Schneiderman Investigating Bain Capital, Amid No News of Any Investigation on Mortgage Fraud Task Force

As you may know, back in late January New York Attorney General Eric Schneiderman agreed to a relatively toothless settlement over mortgage servicing and foreclosure issues in exchange for becoming a co-chair of a task force designed to investigate and prosecute fraud in the securitization market. According to Schneiderman, this would focus resources on “the bubble and the crash,” the events that truly wrecked the economy, and both hold those who committed wrongdoing accountable and provide ongoing consumer relief to those who through no fault of their own found themselves suffering in the aftermath of the financial crisis.
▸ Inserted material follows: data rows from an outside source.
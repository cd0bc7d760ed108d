use std::path::PathBuf;

use clap::{Args, Parser, Subcommand};

#[derive(Parser, Debug)]
#[command(
    name = "scripture-sync",
    version,
    about = "Canonical verse import and translation sync tooling"
)]
pub struct Cli {
    #[command(subcommand)]
    pub command: Commands,
}

#[derive(Subcommand, Debug)]
pub enum Commands {
    /// Create the schema and seed books and translations.
    Init(InitArgs),
    /// Import the local corpus as canonical verses plus translation text.
    Import(ImportArgs),
    /// Attach translation text fetched from the remote provider.
    Fetch(FetchArgs),
    /// Print coverage counts for the store.
    Verify(VerifyArgs),
}

#[derive(Args, Debug, Clone)]
pub struct StoreArgs {
    #[arg(long, env = "SCRIPTURE_DB_PATH", default_value = "scripture.sqlite")]
    pub db_path: PathBuf,
}

#[derive(Args, Debug, Clone)]
pub struct SyncArgs {
    #[command(flatten)]
    pub store: StoreArgs,

    /// Restrict the run to these book abbreviations (e.g. `Gen`, `Psa`).
    #[arg(long = "book")]
    pub books: Vec<String>,

    #[arg(long, default_value_t = 100)]
    pub canonical_batch_size: usize,

    #[arg(long, default_value_t = 100)]
    pub translation_batch_size: usize,

    /// Write a JSON run report to this path.
    #[arg(long)]
    pub report_path: Option<PathBuf>,
}

#[derive(Args, Debug, Clone)]
pub struct InitArgs {
    #[command(flatten)]
    pub store: StoreArgs,
}

#[derive(Args, Debug, Clone)]
pub struct ImportArgs {
    #[command(flatten)]
    pub sync: SyncArgs,

    #[arg(long, env = "SCRIPTURE_CORPUS_ROOT")]
    pub corpus_root: PathBuf,

    #[arg(long, default_value = "euc-kr")]
    pub corpus_encoding: String,

    /// Translation the corpus text is attached to.
    #[arg(long, default_value = "korHRV")]
    pub translation: String,

    #[arg(long, default_value_t = false)]
    pub canonical_only: bool,
}

#[derive(Args, Debug, Clone)]
pub struct FetchArgs {
    #[command(flatten)]
    pub sync: SyncArgs,

    /// Translation code in the store.
    #[arg(long, default_value = "NIV")]
    pub translation: String,

    /// Translation code on the provider side.
    #[arg(long, default_value = "NIV2011")]
    pub provider_translation: String,

    #[arg(long, env = "SCRIPTURE_PROVIDER_URL", default_value = "https://bolls.life")]
    pub provider_url: String,

    /// Only fetch these chapter numbers in each selected book.
    #[arg(long = "chapter")]
    pub chapters: Vec<u32>,

    #[arg(long, default_value_t = 100)]
    pub request_delay_ms: u64,

    #[arg(long, default_value_t = 10)]
    pub timeout_secs: u64,
}

#[derive(Args, Debug, Clone)]
pub struct VerifyArgs {
    #[command(flatten)]
    pub store: StoreArgs,

    /// Also report chapters missing text for this translation.
    #[arg(long)]
    pub translation: Option<String>,
}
Those were the key selling points of the task force, more formally known as the Residential Mortgage Backed Securities (RMBS) working group. In reality, the task force ended the split within the Democratic Attorney General ranks over the settlement, and created the conditions to finalize it. The goal was more political, to show that the Administration had an interest in accountability for the foreclosure crisis, and in ensuing months, to put on the board a big number of consumer relief that Your Government provided to homeowners. Never mind that the bulk of that relief, over 80%, has thus far consisted of short sales, which banks were already doing for a year prior to the settlement, and which results in the individual losing their home anyway. But that headline number sure looks good in the papers.
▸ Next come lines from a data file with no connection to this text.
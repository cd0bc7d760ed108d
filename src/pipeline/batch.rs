use anyhow::Result;
use tracing::{debug, warn};

use crate::error::PipelineError;

#[derive(Debug, Clone, Copy, Default, PartialEq, Eq)]
pub struct BatchReport {
    pub batches: usize,
    pub processed: usize,
    pub failed_batches: usize,
    pub failed_items: usize,
}

/// Applies an operation to fixed-size contiguous groups in order. A failing
/// group is logged and counted; later groups still run.
#[derive(Debug, Clone, Copy)]
pub struct BatchExecutor {
    batch_size: usize,
}

impl BatchExecutor {
    pub fn new(batch_size: usize) -> Result<Self, PipelineError> {
        if batch_size == 0 {
            return Err(PipelineError::InvalidConfig(
                "batch size must be greater than zero".to_string(),
            ));
        }
        Ok(Self { batch_size })
    }

    pub fn run<T, F>(&self, label: &str, items: &[T], mut op: F) -> BatchReport
    where
        F: FnMut(&[T]) -> Result<usize>,
    {
        let mut report = BatchReport::default();
        let total_batches = items.len().div_ceil(self.batch_size);

        for (index, group) in items.chunks(self.batch_size).enumerate() {
            report.batches += 1;
            match op(group) {
                Ok(count) => {
                    report.processed += count;
                    debug!(
                        label,
                        batch = index + 1,
                        total_batches,
                        processed = report.processed,
                        total_items = items.len(),
                        "batch completed"
                    );
                }
                Err(err) => {
                    report.failed_batches += 1;
                    report.failed_items += group.len();
                    warn!(
                        label,
                        batch = index + 1,
                        total_batches,
                        items = group.len(),
                        error = %format!("{err:#}"),
                        "batch failed; continuing with next batch"
                    );
                }
            }
        }

        report
    }
}
use std::path::Path;

use anyhow::{Context, Result};
use rusqlite::{Connection, OptionalExtension, params};

use crate::error::PipelineError;
use crate::model::{BookRow, TranslationRow};
use crate::registry::BookRegistry;
use crate::util::now_utc_string;

pub const DB_SCHEMA_VERSION: &str = "1.0.0";

/// Translations known to the pipeline. Only the available ones receive text.
pub const SEED_TRANSLATIONS: &[(&str, &str, &str, bool)] = &[
    ("korHRV", "개역개정", "ko", true),
    ("korRV", "개역한글", "ko", false),
    ("korNRSV", "새번역", "ko", false),
    ("NIV", "NIV2011", "en", true),
];

/// Store handle scoped to one pipeline run. Components borrow it; there is no
/// process-wide connection.
pub struct Store {
    connection: Connection,
}

impl Store {
    pub fn open(path: &Path) -> Result<Self> {
        let connection =
            Connection::open(path).with_context(|| format!("failed to open {}", path.display()))?;
        Self::from_connection(connection)
    }

    #[cfg(test)]
    pub fn open_in_memory() -> Result<Self> {
        let connection = Connection::open_in_memory().context("failed to open in-memory store")?;
        let store = Self::from_connection(connection)?;
        store.ensure_schema()?;
        store.seed_books(&BookRegistry)?;
        store.seed_translations()?;
        Ok(store)
    }

    fn from_connection(connection: Connection) -> Result<Self> {
        connection
            .pragma_update(None, "journal_mode", "WAL")
            .context("failed to set journal_mode=WAL")?;
        connection
            .pragma_update(None, "synchronous", "NORMAL")
            .context("failed to set synchronous=NORMAL")?;
        connection
            .pragma_update(None, "foreign_keys", "ON")
            .context("failed to enable foreign_keys")?;
        Ok(Self { connection })
    }

    pub fn connection(&self) -> &Connection {
        &self.connection
    }

    pub fn ensure_schema(&self) -> Result<()> {
        self.connection
            .execute_batch(
                "
                CREATE TABLE IF NOT EXISTS metadata (
                  key TEXT PRIMARY KEY,
                  value TEXT NOT NULL
                );

                CREATE TABLE IF NOT EXISTS books (
                  id INTEGER PRIMARY KEY,
                  abbr_eng TEXT NOT NULL UNIQUE,
                  name_ko TEXT NOT NULL,
                  name_en TEXT NOT NULL,
                  short_ko TEXT NOT NULL,
                  testament TEXT NOT NULL,
                  book_order INTEGER NOT NULL UNIQUE,
                  chapters INTEGER NOT NULL
                );

                CREATE TABLE IF NOT EXISTS translations (
                  id INTEGER PRIMARY KEY,
                  code TEXT NOT NULL UNIQUE,
                  name TEXT NOT NULL,
                  language TEXT NOT NULL,
                  available INTEGER NOT NULL DEFAULT 1
                );

                CREATE TABLE IF NOT EXISTS verses (
                  id INTEGER PRIMARY KEY AUTOINCREMENT,
                  book_id INTEGER NOT NULL,
                  chapter INTEGER NOT NULL,
                  verse INTEGER NOT NULL,
                  UNIQUE(book_id, chapter, verse),
                  FOREIGN KEY(book_id) REFERENCES books(id)
                );

                CREATE TABLE IF NOT EXISTS verse_translations (
                  id INTEGER PRIMARY KEY,
                  verse_id INTEGER NOT NULL,
                  translation_id INTEGER NOT NULL,
                  text TEXT NOT NULL,
                  UNIQUE(verse_id, translation_id),
                  FOREIGN KEY(verse_id) REFERENCES verses(id),
                  FOREIGN KEY(translation_id) REFERENCES translations(id)
                );

                CREATE INDEX IF NOT EXISTS idx_verses_book_chapter ON verses(book_id, chapter);
                CREATE INDEX IF NOT EXISTS idx_verse_translations_translation
                  ON verse_translations(translation_id);
                ",
            )
            .context("failed to initialize schema")?;

        self.connection.execute(
            "INSERT INTO metadata(key, value) VALUES('db_schema_version', ?1)
             ON CONFLICT(key) DO UPDATE SET value=excluded.value",
            [DB_SCHEMA_VERSION],
        )?;
        self.connection.execute(
            "INSERT INTO metadata(key, value) VALUES('db_updated_at', ?1)
             ON CONFLICT(key) DO UPDATE SET value=excluded.value",
            [now_utc_string()],
        )?;

        Ok(())
    }

    pub fn seed_books(&self, registry: &BookRegistry) -> Result<usize> {
        let tx = self.connection.unchecked_transaction()?;

        {
            let mut statement = tx.prepare(
                "
                INSERT INTO books(abbr_eng, name_ko, name_en, short_ko, testament, book_order, chapters)
                VALUES(?1, ?2, ?3, ?4, ?5, ?6, ?7)
                ON CONFLICT(abbr_eng) DO UPDATE SET
                  name_ko=excluded.name_ko,
                  name_en=excluded.name_en,
                  short_ko=excluded.short_ko,
                  testament=excluded.testament,
                  book_order=excluded.book_order,
                  chapters=excluded.chapters
                ",
            )?;

            for entry in registry.entries() {
                statement
                    .execute(params![
                        entry.abbr,
                        entry.name_ko,
                        entry.name_en,
                        entry.short_ko,
                        entry.testament().as_str(),
                        entry.ordinal,
                        entry.chapters
                    ])
                    .with_context(|| format!("failed to seed book {}", entry.abbr))?;
            }
        }

        tx.commit()?;
        Ok(registry.entries().len())
    }

    pub fn seed_translations(&self) -> Result<usize> {
        let tx = self.connection.unchecked_transaction()?;

        {
            let mut statement = tx.prepare(
                "
                INSERT INTO translations(code, name, language, available)
                VALUES(?1, ?2, ?3, ?4)
                ON CONFLICT(code) DO UPDATE SET
                  name=excluded.name,
                  language=excluded.language,
                  available=excluded.available
                ",
            )?;

            for (code, name, language, available) in SEED_TRANSLATIONS {
                statement
                    .execute(params![code, name, language, available])
                    .with_context(|| format!("failed to seed translation {code}"))?;
            }
        }

        tx.commit()?;
        Ok(SEED_TRANSLATIONS.len())
    }

    pub fn book_by_abbr(&self, abbr: &str) -> Result<BookRow> {
        let row = self
            .connection
            .query_row(
                "SELECT id, abbr_eng, name_ko, book_order, chapters FROM books WHERE abbr_eng = ?1",
                [abbr],
                |row| {
                    Ok(BookRow {
                        id: row.get(0)?,
                        abbr: row.get(1)?,
                        name_ko: row.get(2)?,
                        book_order: row.get(3)?,
                        chapters: row.get(4)?,
                    })
                },
            )
            .optional()
            .with_context(|| format!("failed to look up book {abbr}"))?;

        row.ok_or_else(|| PipelineError::BookNotSeeded(abbr.to_string()).into())
    }

    pub fn translation_by_code(&self, code: &str) -> Result<TranslationRow> {
        let row = self
            .connection
            .query_row(
                "SELECT id, code, name FROM translations WHERE code = ?1",
                [code],
                |row| {
                    Ok(TranslationRow {
                        id: row.get(0)?,
                        code: row.get(1)?,
                        name: row.get(2)?,
                    })
                },
            )
            .optional()
            .with_context(|| format!("failed to look up translation {code}"))?;

        row.ok_or_else(|| PipelineError::TranslationNotSeeded(code.to_string()).into())
    }

    pub fn count_rows(&self, sql: &str) -> Result<i64> {
        let count = self
            .connection
            .query_row(sql, [], |row| row.get(0))
            .with_context(|| format!("failed to count rows: {sql}"))?;
        Ok(count)
    }
}

#[cfg(test)]
mod tests {
    use super::*;

    #[test]
    fn seeding_is_idempotent() {
        let store = Store::open_in_memory().unwrap();
        store.seed_books(&BookRegistry).unwrap();
        store.seed_translations().unwrap();

        assert_eq!(store.count_rows("SELECT COUNT(*) FROM books").unwrap(), 66);
        assert_eq!(
            store.count_rows("SELECT COUNT(*) FROM translations").unwrap(),
            SEED_TRANSLATIONS.len() as i64
        );
    }

    #[test]
    fn lookups_return_seeded_rows() {
        let store = Store::open_in_memory().unwrap();
        let psalms = store.book_by_abbr("Psa").unwrap();
        assert_eq!(psalms.book_order, 19);
        assert_eq!(psalms.chapters, 150);

        let niv = store.translation_by_code("NIV").unwrap();
        assert_eq!(niv.name, "NIV2011");
    }

    #[test]
    fn missing_rows_are_configuration_errors() {
        let store = Store::open_in_memory().unwrap();
        let err = store.translation_by_code("ESV").unwrap_err();
        assert!(matches!(
            err.downcast_ref::<PipelineError>(),
            Some(PipelineError::TranslationNotSeeded(code)) if code == "ESV"
        ));

        let err = store.book_by_abbr("Xyz").unwrap_err();
        assert!(matches!(
            err.downcast_ref::<PipelineError>(),
            Some(PipelineError::BookNotSeeded(_))
        ));
    }

    #[test]
    fn file_backed_store_reopens_with_schema() {
        let dir = tempfile::tempdir().unwrap();
        let path = dir.path().join("scripture.sqlite");
        {
            let store = Store::open(&path).unwrap();
            store.ensure_schema().unwrap();
            store.seed_books(&BookRegistry).unwrap();
        }

        let store = Store::open(&path).unwrap();
        assert_eq!(store.count_rows("SELECT COUNT(*) FROM books").unwrap(), 66);
    }
}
Meanwhile we’ve heard almost nothing about this RMBS working group. It took the group four months to hire a coordinator. And there’s ample evidence that the group merely takes credit for ongoing investigations that would have proceeded at their own pace. Nothing new has been generated so far. And what has Eric Schneiderman, a co-chair of this working group, been up to? Well, he’s issued subpoenas to banks over the unrelated Libor scandal. And he’s been very firm with the energy drink industry. But this latest foray is really unseemly, turning an apolitical law enforcement role into really just a political actor.